How common is it for two interviewers to get different responses to the
same questions depending on the interviewer's ability to both probe and
interpret the responses or the effect of the setting in which the interview
is given?
Finally, the test must be job relevant and job specific. Solving the
problem of employee turnover and low productivity starts with understanding
the work that needs to be done and the results that are needed, not the
people.
A logical place to start documenting why you use the selection tools you
do begins with an over-looked process called the job analysis.
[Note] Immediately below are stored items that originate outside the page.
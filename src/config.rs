use std::collections::HashMap;
use std::path::{Path, PathBuf};

use serde::{Deserialize, Serialize};

use crate::errors::{PilotError, PilotResult};

#[derive(Debug, Clone, Default, Serialize, Deserialize)]
pub struct AppConfig {
    #[serde(default)]
    pub llm: LlmConfig,
    #[serde(default)]
    pub shell: ShellConfig,
    #[serde(default)]
    pub cache: CacheConfig,
    #[serde(default)]
    pub detection: DetectionConfig,
    #[serde(default)]
    pub execution: ExecutionConfig,
    #[serde(default)]
    pub skills: SkillsConfig,
}

#[derive(Debug, Clone, Serialize, Deserialize, Default)]
pub struct LlmConfig {
    pub active_provider: String,
    #[serde(default)]
    pub providers: HashMap<String, ProviderEntry>,
    /// Role-to-model mapping. If a role is absent, falls back to active_provider defaults.
    #[serde(default)]
    pub roles: RolesConfig,
}

#[derive(Debug, Clone, Serialize, Deserialize)]
pub struct ProviderEntry {
    pub display_name: String,
    pub api_base: String,
    /// Default model for this provider (used as fallback when no role config exists).
    pub model: String,
    #[serde(default = "default_temperature")]
    pub temperature: f64,
    /// "gemini" for Google generateContent, None for OpenAI-compatible
    pub adapter: Option<String>,
    /// Optional API key stored in config.toml (falls back to env var ROOTPILOT_<ID>_API_KEY).
    #[serde(default)]
    pub api_key: Option<String>,
}

/// Maps generation roles to specific provider+model combinations.
#[derive(Debug, Clone, Serialize, Deserialize, Default)]
pub struct RolesConfig {
    /// Context-aware UI automation (taps, text, key events on the current screen).
    pub automation: Option<RoleEntry>,
    /// App-launch automation used when no foreground context is known.
    pub launch: Option<RoleEntry>,
}

#[derive(Debug, Clone, Serialize, Deserialize)]
pub struct RoleEntry {
    /// Must match a key under [llm.providers.*].
    pub provider: String,
    /// Model name sent to the API.
    pub model: String,
    #[serde(default)]
    pub stream: bool,
    /// Overrides the provider-level temperature for this role.
    pub temperature: Option<f64>,
}

fn default_temperature() -> f64 {
    0.1
}

#[derive(Debug, Clone, Serialize, Deserialize)]
pub struct ShellConfig {
    /// Program that accepts newline-delimited commands on stdin.
    #[serde(default = "default_shell_program")]
    pub program: String,
    #[serde(default)]
    pub args: Vec<String>,
}

impl Default for ShellConfig {
    fn default() -> Self {
        Self {
            program: default_shell_program(),
            args: Vec::new(),
        }
    }
}

fn default_shell_program() -> String {
    "su".to_string()
}

/// Whether cache keys are scoped by the detected foreground screen.
#[derive(Debug, Clone, Copy, PartialEq, Eq, Default, Serialize, Deserialize)]
#[serde(rename_all = "snake_case")]
pub enum KeyScope {
    /// Scope by package and screen when a context is known, global otherwise.
    #[default]
    Contextual,
    /// Always use the bare instruction.
    Global,
}

#[derive(Debug, Clone, Serialize, Deserialize)]
pub struct CacheConfig {
    /// Defaults to `<data_local_dir>/rootpilot/command_cache.json`.
    #[serde(default)]
    pub path: Option<PathBuf>,
    #[serde(default)]
    pub key_scope: KeyScope,
    #[serde(default = "default_max_age_days")]
    pub max_age_days: u32,
    #[serde(default = "default_min_uses")]
    pub min_uses: u32,
    #[serde(default = "default_true")]
    pub seed_defaults: bool,
    /// Background pre-resolution of common and predicted instructions in `listen`.
    #[serde(default)]
    pub warmup: bool,
    /// Pause after each model call made while warming.
    #[serde(default = "default_warmup_throttle_ms")]
    pub warmup_throttle_ms: u64,
}

impl Default for CacheConfig {
    fn default() -> Self {
        Self {
            path: None,
            key_scope: KeyScope::default(),
            max_age_days: default_max_age_days(),
            min_uses: default_min_uses(),
            seed_defaults: true,
            warmup: false,
            warmup_throttle_ms: default_warmup_throttle_ms(),
        }
    }
}

impl CacheConfig {
    pub fn resolved_path(&self) -> PathBuf {
        self.path
            .clone()
            .unwrap_or_else(|| data_dir().join("command_cache.json"))
    }
}

fn default_max_age_days() -> u32 {
    30
}

fn default_min_uses() -> u32 {
    2
}

fn default_warmup_throttle_ms() -> u64 {
    1000
}

#[derive(Debug, Clone, Serialize, Deserialize)]
pub struct DetectionConfig {
    #[serde(default = "default_detection_deadline")]
    pub deadline_ms: u64,
    #[serde(default = "default_extraction_deadline")]
    pub extraction_deadline_ms: u64,
    /// Pause between requesting the hierarchy dump and reading it back.
    #[serde(default = "default_dump_settle")]
    pub dump_settle_ms: u64,
}

impl Default for DetectionConfig {
    fn default() -> Self {
        Self {
            deadline_ms: default_detection_deadline(),
            extraction_deadline_ms: default_extraction_deadline(),
            dump_settle_ms: default_dump_settle(),
        }
    }
}

fn default_detection_deadline() -> u64 {
    3000
}

fn default_extraction_deadline() -> u64 {
    8000
}

fn default_dump_settle() -> u64 {
    1000
}

#[derive(Debug, Clone, Serialize, Deserialize)]
pub struct ExecutionConfig {
    #[serde(default = "default_screen_width")]
    pub screen_width: i32,
    #[serde(default = "default_screen_height")]
    pub screen_height: i32,
    /// Pause after every shell step.
    #[serde(default = "default_step_delay")]
    pub step_delay_ms: u64,
    #[serde(default = "default_max_retries")]
    pub max_retries: u32,
    #[serde(default = "default_retry_backoff")]
    pub retry_backoff_ms: u64,
    #[serde(default = "default_execution_timeout")]
    pub timeout_ms: u64,
}

impl Default for ExecutionConfig {
    fn default() -> Self {
        Self {
            screen_width: default_screen_width(),
            screen_height: default_screen_height(),
            step_delay_ms: default_step_delay(),
            max_retries: default_max_retries(),
            retry_backoff_ms: default_retry_backoff(),
            timeout_ms: default_execution_timeout(),
        }
    }
}

fn default_screen_width() -> i32 {
    1440
}

fn default_screen_height() -> i32 {
    3000
}

fn default_step_delay() -> u64 {
    300
}

fn default_max_retries() -> u32 {
    3
}

fn default_retry_backoff() -> u64 {
    1000
}

fn default_execution_timeout() -> u64 {
    30_000
}

#[derive(Debug, Clone, Serialize, Deserialize)]
pub struct SkillsConfig {
    /// Run unmatched instructions verbatim in the shell.
    #[serde(default = "default_true")]
    pub raw_shell_fallback: bool,
    /// Append every resolution to a JSONL journal.
    #[serde(default = "default_true")]
    pub journal: bool,
}

impl Default for SkillsConfig {
    fn default() -> Self {
        Self {
            raw_shell_fallback: true,
            journal: true,
        }
    }
}

fn default_true() -> bool {
    true
}

/// `<data_local_dir>/rootpilot`, falling back to the working directory.
pub fn data_dir() -> PathBuf {
    dirs::data_local_dir()
        .map(|d| d.join("rootpilot"))
        .unwrap_or_else(|| std::env::current_dir().unwrap_or_else(|_| PathBuf::from(".")))
}

fn resolve_config_path(explicit: Option<&Path>) -> PilotResult<PathBuf> {
    if let Some(path) = explicit {
        if path.exists() {
            return Ok(path.to_path_buf());
        }
        return Err(PilotError::Config(format!(
            "config file {} does not exist",
            path.display()
        )));
    }

    if let Ok(exe) = std::env::current_exe() {
        if let Some(parent) = exe.parent() {
            let candidate = parent.join("config.toml");
            if candidate.exists() {
                tracing::debug!(path = %candidate.display(), "config found next to executable");
                return Ok(candidate);
            }
        }
    }

    let cwd = std::env::current_dir()?;
    let candidate = cwd.join("config.toml");
    if candidate.exists() {
        tracing::debug!(path = %candidate.display(), "config found in working directory");
        return Ok(candidate);
    }

    Err(PilotError::Config(
        "config.toml not found next to executable or in working directory".into(),
    ))
}

pub fn parse_config(content: &str) -> PilotResult<AppConfig> {
    Ok(toml::from_str(content)?)
}

pub fn load_config(explicit: Option<&Path>) -> PilotResult<AppConfig> {
    let path = resolve_config_path(explicit)?;
    let content = std::fs::read_to_string(&path)?;
    let config = parse_config(&content)?;
    tracing::info!(path = %path.display(), provider = %config.llm.active_provider, "config loaded");
    Ok(config)
}

pub fn save_config(config: &AppConfig, explicit: Option<&Path>) -> PilotResult<()> {
    let path = resolve_config_path(explicit)?;
    let content = toml::to_string_pretty(config)?;
    std::fs::write(&path, content)?;
    tracing::info!(path = %path.display(), "config saved");
    Ok(())
}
Not only
does a job analysis make good business sense but it's a great risk
management tool.
The job analysis is recommended by the Department of Labor as the
objective basis improving the efficiency of your organization and for
hiring, evaluating, training, accommodating and supervising employees,
including those with disabilities.
You cannot make good use of people until you know what skills and
personality factors can help you achieve the desired outcomes with the
least effort, expense and maintenance.
Selecting the right candidate is all about having fair and accurate
filters to identify who can do the job and who can't. A fair selection
process distinguishes between job candidates on the basis of skills,
competencies, and personality traits that are job relevant and directly
related to job performance. Fair selection also ensures that equal
opportunity exists. If your process is not based on relevant standards, or
the method of assessment is unreliable and objective, then your selection
and hiring process may be unfair or you may be rejecting more qualified
candidates in favor of less competent
With only the most highly skilled interviewer being the exception, the
interview is an ineffective predictor of on-the-job performance. The
"whole person approach" using employee assessments to enhance and
validate a selection process is the drug of choice for fighting turnover
and low productivity
Ira S. Wolfe is founder of Success Performance Solutions and
president of Poised for the Future Company. He is the developer of
CriteriOne™, an innovative approach to aligning employees, managers and
salespeople to the client's strategies, culture, and job. Ira can be
reached via phone at (717)656-4632 or via e-mail at
iwolfe@super-solutions.com.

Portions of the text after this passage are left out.